Dans la préface de la biographie qu’il consacre à Joseph Fouché, Stephan Zweig nous avertit d’une chose, et son avertissement n’a jamais été autant d’actualité :
« Je présente donc l’histoire de Joseph Fouché comme une utile et très actuelle contribution à la psychologie de l’homme politique. » p. 13
C’est là, et certainement avec raison, accorder peu de valeur aux hommes politiques. Mais toute ressemblance avec des politiciens existant, ayant existés ou qui pourraient exister un jour ne serait bien sûr que pure coïncidence ! Même si certains lecteurs de cette recension seraient tentés de reconnaître dans le portrait de Fouché quelques uns de nos hommes politiques les plus en vu, voire même des présidents ou des ministres. Si beaucoup ont une propension à la trahison égale à celle de Fouché, peu ont son talent pour le faire.
Dans la catégorie des traîtres, des parjures, des assassins sans scrupules, personne ne peut se revendiquer supérieur à Joseph Fouché. S’il est un homme illustrant la trahison universelle, la cruauté, le sadisme et l’arrivisme c’est bien la personne du Duc d’Otrante, spectateur et acteur de la Révolution française et au-delà... ( Fouché a été fait Duc par Napoléon, Otrante est un port de la province des Pouilles, en Italie)
Enfant malade et chétif, il souffrit de la tuberculose. Il étudia chez les oratoriens, où sa mère l’avait placé. Ordonné dans les ordres mineurs, il enseigna dans plusieurs établissements religieux pendant plus de dix ans. Faux prêtre -il ne prononcera jamais ses vœux définitifs dans les ordres majeurs- et ne s’engagera totalement dans une cause que lorsqu’il sera sûr de son triomphe. Il n’hésitera pas à épouser la cause adversaire si un revers de fortune touche celle du premier choix. Il n’épousera jamais une idée mais les trahira toutes. C’est donc, à priori, le portrait d’une canaille consommée que nous livre avec finesse et une belle écriture S. Zweig. La beauté de ses formules descriptives reste aussi percutante et enchanteresse que dans ses autres biographies :
« Le tiers état est encore exclu de tout, dans le royaume corrompu et mal administré ; il n’est pas étonnant qu’un quart de siècle plus tard le poing exige ce qu’on a refusé trop longtemps à la main humblement suppliante. » p. 15
Mais cette biographie de Fouché, si riche soit-elle, si dense et fournie d’un point de vue politique et historique pêche gravement par défaut. Ce défaut majeur est celui de la vie privée et affective du ministre de toutes les polices. Sur ce point de vue, les matériaux fournis par le biographe sont d’une pauvreté déconcertante. Zweig, qui nous a habitués à associer la psychologie des personnages qu’il nous décrits à leur environnement sentimental, nous laisse cette fois sur notre faim.
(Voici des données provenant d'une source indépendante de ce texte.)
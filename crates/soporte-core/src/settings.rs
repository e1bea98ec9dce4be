//! Settings for the soporte platform.
//!
//! This module provides the [`Settings`] struct holding all runtime
//! configuration, and a globally-accessible, lazily-initialized instance.
//! Values come from `Soporte.toml` and `SOPORTE_*` environment variables
//! (see [`crate::settings_loader`]).

use std::path::PathBuf;
use std::sync::OnceLock;

use serde::{Deserialize, Serialize};

/// The complete set of platform settings.
///
/// # Examples
///
/// ```
/// use soporte_core::settings::Settings;
///
/// let settings = Settings::default();
/// assert!(settings.debug);
/// assert_eq!(settings.schema_file, "collections.json");
/// ```
#[derive(Debug, Clone, Serialize, Deserialize)]
pub struct Settings {
    // ── Core ─────────────────────────────────────────────────────────

    /// Whether debug mode is enabled (pretty logs instead of JSON).
    pub debug: bool,
    /// The tracing filter directive (e.g. "info", "soporte=debug").
    pub log_level: String,

    // ── Storage ──────────────────────────────────────────────────────

    /// Directory holding the persisted schema and ledger files.
    pub data_dir: PathBuf,
    /// File name of the persisted collection definitions, under `data_dir`.
    pub schema_file: String,
    /// File name of the applied-migration ledger, under `data_dir`.
    pub ledger_file: String,
}

impl Default for Settings {
    fn default() -> Self {
        Self {
            debug: true,
            log_level: "info".to_string(),
            data_dir: PathBuf::from("sp_data"),
            schema_file: "collections.json".to_string(),
            ledger_file: "migrations.json".to_string(),
        }
    }
}

impl Settings {
    /// Returns the full path of the persisted schema file.
    pub fn schema_path(&self) -> PathBuf {
        self.data_dir.join(&self.schema_file)
    }

    /// Returns the full path of the applied-migration ledger file.
    pub fn ledger_path(&self) -> PathBuf {
        self.data_dir.join(&self.ledger_file)
    }
}

static SETTINGS: OnceLock<Settings> = OnceLock::new();

/// Installs the global settings instance.
///
/// Returns an error with the rejected settings if the global instance was
/// already configured; the first configuration wins.
pub fn configure(settings: Settings) -> Result<(), Settings> {
    SETTINGS.set(settings)
}

/// Returns the global settings, falling back to defaults if
/// [`configure`] was never called.
pub fn current() -> &'static Settings {
    SETTINGS.get_or_init(Settings::default)
}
« Lors de son premier exil, dans sa mansarde étaient morts ses deux premiers enfants, qu’il aimait par-dessus tout, et dans son troisième exil voici que sa compagne disparaît. (en 1812) » p. 202
S’il nous fait savoir que Fouché fut marié à deux reprises et eut cinq enfants qu’il aima beaucoup, nous ne saurons rien de plus sur sa vie sentimentale que quelques phrases lâchées au détour des près de 300 pages de l’ouvrage. Nous y apprenons que lors de son deuxième exil intérieur, à Aix en Provence -exil qui lui permit de devenir la deuxième fortune de France- il s’occupa beaucoup des trois enfants qui lui restaient :
« Tout comme un brave hobereau de campagne, il va se promener tranquillement dans ses prairies avec ses enfants (il en a eu trois autres, les deux premiers étant morts de privations.) » p. 148
Fouché, l’ancien pilleur d’églises se remariera une deuxième fois, en 1815, avec une aristocrate de haut rang, la Comtesse de Castellane. Il fera d’ailleurs beaucoup mieux que de se marier religieusement, le Roi Louis XVIII sera le témoin de son mariage :
« En même temps qu’extrémiste et communiste, Joseph Fouché, qui, devenu duc d’Otrante, riche à millions, se mariera une deuxième fois, pieusement, à l’église, sous le patronage d’un roi [...] .» p. 44
En réalité, la Comtesse de Castellane épousa la deuxième fortune de France, en ignorant que quelques mois plus tard, elle suivrait le vieillard dans son dernier exil étranger et la solitude.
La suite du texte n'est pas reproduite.